[Saved entries]
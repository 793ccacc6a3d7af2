//! Symbol graph ingestion (spec §4.1, §6).

pub mod loader;
pub mod schema;

pub use loader::{SelectedRelationship, SymbolGraphLoader, SymbolVariant, UnifiedModule, UnifiedSymbol};
pub use schema::{
    Availability, DeclarationToken, DocComment, DocCommentLine, ModuleMetadata, Names,
    OperatingSystem, PlatformMetadata, Relationship, RelationshipKind, RelationshipMixins,
    Selector, SourceOrigin, SourcePosition, SourceRange, Symbol, SymbolGraph, SymbolIdentifier,
    SymbolKind, VersionTriple,
};
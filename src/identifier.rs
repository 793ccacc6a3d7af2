//! Identifier & Reference model (spec §3, §4.1).
//!
//! An [`Identifier`] is an opaque, process-unique handle owned by exactly one topic-graph node.
//! A [`Reference`] is the URL-shaped value authors write (or relationships imply) that eventually
//! resolves to one. Grounded on `noet-core::properties::Bid` (an opaque stable id minted per node)
//! and `noet-core::nodekey::NodeKey` (the pre-resolution, string-keyed reference variants).

use std::{
    collections::BTreeSet,
    fmt::{self, Display, Formatter},
};

use serde::{Deserialize, Serialize};
use uuid::Uuid;

use crate::error::{CatalogError, Result};

/// Opaque, process-unique identifier for one topic-graph node.
///
/// Unlike `noet-core::Bid`, which is deterministically derived from a parent namespace so that
/// graphs can be merged across processes, an `Identifier` here only needs to be unique within the
/// catalog compiling it — the spec requires each graph node to own exactly one, nothing more.
#[derive(Debug, Clone, Copy, PartialEq, Eq, PartialOrd, Ord, Hash, Serialize, Deserialize)]
pub struct Identifier(Uuid);

impl Identifier {
    pub fn new() -> Self {
        Identifier(Uuid::new_v4())
    }

    /// Deterministic identifier derived from a precise symbol identifier, so that re-registering
    /// the same catalog inputs yields the same topic-graph node identities (spec §8 round-trip
    /// law).
    pub fn from_precise_id(module: &str, precise_id: &str) -> Self {
        static NAMESPACE: Uuid = Uuid::from_bytes([
            0x2c, 0x9a, 0x71, 0x0e, 0x5b, 0x44, 0x4b, 0x0a, 0x8e, 0x21, 0x9d, 0x6f, 0x3a, 0x54,
            0x8c, 0x11,
        ]);
        let key = format!("{module}\u{0}{precise_id}");
        Identifier(Uuid::new_v5(&NAMESPACE, key.as_bytes()))
    }

    /// Deterministic identifier derived from a catalog-relative file path, for document nodes
    /// (articles, tutorials, technologies) that have no precise identifier of their own.
    pub fn from_path(catalog_id: &str, relative_path: &str) -> Self {
        static NAMESPACE: Uuid = Uuid::from_bytes([
            0x7a, 0x1d, 0x4e, 0x90, 0x2f, 0x63, 0x40, 0x77, 0x9b, 0x58, 0x0c, 0x3e, 0x6a, 0x02,
            0x1f, 0x44,
        ]);
        let key = format!("{catalog_id}\u{0}{relative_path}");
        Identifier(Uuid::new_v5(&NAMESPACE, key.as_bytes()))
    }
}

impl Default for Identifier {
    fn default() -> Self {
        Identifier::new()
    }
}

impl Display for Identifier {
    fn fmt(&self, f: &mut Formatter<'_>) -> fmt::Result {
        write!(f, "{}", self.0)
    }
}

/// The documentation URL scheme (spec §6: `doc://<catalog-id>/...`).
pub const DOC_SCHEME: &str = "doc";

/// A parsed, possibly partial, reference URL: `[scheme://][catalog-id]/path[#fragment]`.
///
/// Authored text is not always a well-formed absolute URL — `MyClass/myFunc(_:)` has no scheme or
/// host at all, only a path. This parses leniently instead of forcing every authored string
/// through `url::Url`, which requires a base for anything relative.
#[derive(Debug, Clone, PartialEq, Eq, Serialize, Deserialize)]
pub struct ReferenceUrl {
    pub scheme: Option<String>,
    pub catalog_id: Option<String>,
    /// Slash-separated path components, no leading/trailing slash.
    pub path: Vec<String>,
    pub fragment: Option<String>,
    /// Whether the authored text began with `/` (absolute within its catalog).
    pub is_absolute: bool,
}

impl ReferenceUrl {
    pub fn parse(authored: &str) -> Result<Self> {
        let (without_fragment, fragment) = match authored.split_once('#') {
            Some((head, frag)) => (head, Some(frag.to_string())),
            None => (authored, None),
        };

        let (scheme, rest) = match without_fragment.split_once("://") {
            Some((scheme, rest)) => (Some(scheme.to_string()), rest),
            None => (None, without_fragment),
        };

        if let Some(scheme) = &scheme {
            if scheme != DOC_SCHEME {
                return Err(CatalogError::LinkResolution(format!(
                    "unsupported reference scheme: {scheme}"
                )));
            }
        }

        let is_absolute = scheme.is_some() || rest.starts_with('/');
        let trimmed = rest.trim_start_matches('/').trim_end_matches('/');

        let (catalog_id, path_str) = if scheme.is_some() {
            match trimmed.split_once('/') {
                Some((host, path)) => (Some(host.to_string()), path),
                None => (Some(trimmed.to_string()), ""),
            }
        } else {
            (None, trimmed)
        };

        let path = if path_str.is_empty() {
            Vec::new()
        } else {
            path_str.split('/').map(|s| s.to_string()).collect()
        };

        Ok(ReferenceUrl {
            scheme,
            catalog_id,
            path,
            fragment,
            is_absolute,
        })
    }

    pub fn to_authored_string(&self) -> String {
        let mut s = String::new();
        if let Some(scheme) = &self.scheme {
            s.push_str(scheme);
            s.push_str("://");
            if let Some(catalog_id) = &self.catalog_id {
                s.push_str(catalog_id);
            }
            s.push('/');
        } else if self.is_absolute {
            s.push('/');
        }
        s.push_str(&self.path.join("/"));
        if let Some(fragment) = &self.fragment {
            s.push('#');
            s.push_str(fragment);
        }
        s
    }
}

/// Why a reference could not be resolved (spec §3, §7).
#[derive(Debug, Clone, PartialEq, Eq, Serialize, Deserialize)]
pub struct ResolvedFailure {
    pub authored_text: String,
    /// Every candidate URL the resolver attempted, in attempt order (surfaced verbatim in
    /// diagnostics so the author can see why resolution failed — spec §7).
    pub attempted_candidates: Vec<String>,
    pub reason: String,
}

/// A successfully resolved reference (spec §3). Immutable once constructed — the spec invariant
/// that a `resolved-success` reference never changes for the catalog's lifetime is upheld simply
/// by never exposing a mutable path through [`Reference`] once this variant is reached.
#[derive(Debug, Clone, PartialEq, Eq, Serialize, Deserialize)]
pub struct ResolvedReference {
    pub identifier: Identifier,
    pub catalog_id: String,
    pub path: Vec<String>,
    pub fragment: Option<String>,
    pub source_languages: BTreeSet<String>,
}

impl ResolvedReference {
    /// spec §8: every resolved-success reference has a non-empty `sourceLanguages` set that is a
    /// superset of `{defaultLanguage}`.
    pub fn is_well_formed(&self, default_language: &str) -> bool {
        !self.source_languages.is_empty() && self.source_languages.contains(default_language)
    }

    pub fn absolute_url(&self) -> String {
        let mut s = format!("{DOC_SCHEME}://{}/{}", self.catalog_id, self.path.join("/"));
        if let Some(fragment) = &self.fragment {
            s.push('#');
            s.push_str(fragment);
        }
        s
    }
}

/// A reference in one of its three lifecycle states (spec §3).
#[derive(Debug, Clone, PartialEq, Eq, Serialize, Deserialize)]
pub enum Reference {
    Unresolved {
        authored_text: String,
        url: ReferenceUrl,
    },
    ResolvedSuccess(ResolvedReference),
    ResolvedFailure(ResolvedFailure),
}

impl Reference {
    pub fn unresolved(authored_text: impl Into<String>) -> Result<Self> {
        let authored_text = authored_text.into();
        let url = ReferenceUrl::parse(&authored_text)?;
        Ok(Reference::Unresolved { authored_text, url })
    }

    pub fn is_resolved(&self) -> bool {
        !matches!(self, Reference::Unresolved { .. })
    }

    pub fn as_resolved_success(&self) -> Option<&ResolvedReference> {
        match self {
            Reference::ResolvedSuccess(r) => Some(r),
            _ => None,
        }
    }

    pub fn identifier(&self) -> Option<Identifier> {
        self.as_resolved_success().map(|r| r.identifier)
    }
}

#[cfg(test)]
mod tests {
    use super::*;

    #[test]
    fn parses_absolute_doc_url_with_fragment() {
        let url = ReferenceUrl::parse("doc://MyKit/documentation/MyKit/MyClass#discussion")
            .expect("parse");
        assert_eq!(url.scheme.as_deref(), Some(DOC_SCHEME));
        assert_eq!(url.catalog_id.as_deref(), Some("MyKit"));
        assert_eq!(url.path, vec!["documentation", "MyKit", "MyClass"]);
        assert_eq!(url.fragment.as_deref(), Some("discussion"));
    }

    #[test]
    fn parses_bare_symbol_path() {
        let url = ReferenceUrl::parse("MyClass/myFunc(_:)").expect("parse");
        assert!(url.scheme.is_none());
        assert!(url.catalog_id.is_none());
        assert_eq!(url.path, vec!["MyClass", "myFunc(_:)"]);
        assert!(!url.is_absolute);
    }

    #[test]
    fn parses_rooted_path() {
        let url = ReferenceUrl::parse("/MyKit/MyClass").expect("parse");
        assert!(url.is_absolute);
        assert_eq!(url.path, vec!["MyKit", "MyClass"]);
    }

    #[test]
    fn rejects_non_doc_scheme() {
        let err = ReferenceUrl::parse("https://example.com/page").unwrap_err();
        assert!(matches!(err, CatalogError::LinkResolution(_)));
    }

    #[test]
    fn identifier_from_precise_id_is_deterministic() {
        let a = Identifier::from_precise_id("MyKit", "s:5MyKit7MyClassV3fooyyF");
        let b = Identifier::from_precise_id("MyKit", "s:5MyKit7MyClassV3fooyyF");
        assert_eq!(a, b);
        let c = Identifier::from_precise_id("OtherKit", "s:5MyKit7MyClassV3fooyyF");
        assert_ne!(a, c);
    }

    #[test]
    fn resolved_reference_well_formedness() {
        let mut languages = BTreeSet::new();
        languages.insert("swift".to_string());
        let r = ResolvedReference {
            identifier: Identifier::new(),
            catalog_id: "MyKit".into(),
            path: vec!["documentation".into(), "MyKit".into()],
            fragment: None,
            source_languages: languages,
        };
        assert!(r.is_well_formed("swift"));
        assert!(!r.is_well_formed("occ"));
    }
}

» **The task**
As listed above, the lines from the line with "the spec invariant" to the line with "is upheld simply" are to be echoed exactly, with both ends included and nothing added.

» **Output for this exercise**
/// A successfully resolved reference (spec §3). Immutable once constructed — the spec invariant
/// that a `resolved-success` reference never changes for the catalog's lifetime is upheld simply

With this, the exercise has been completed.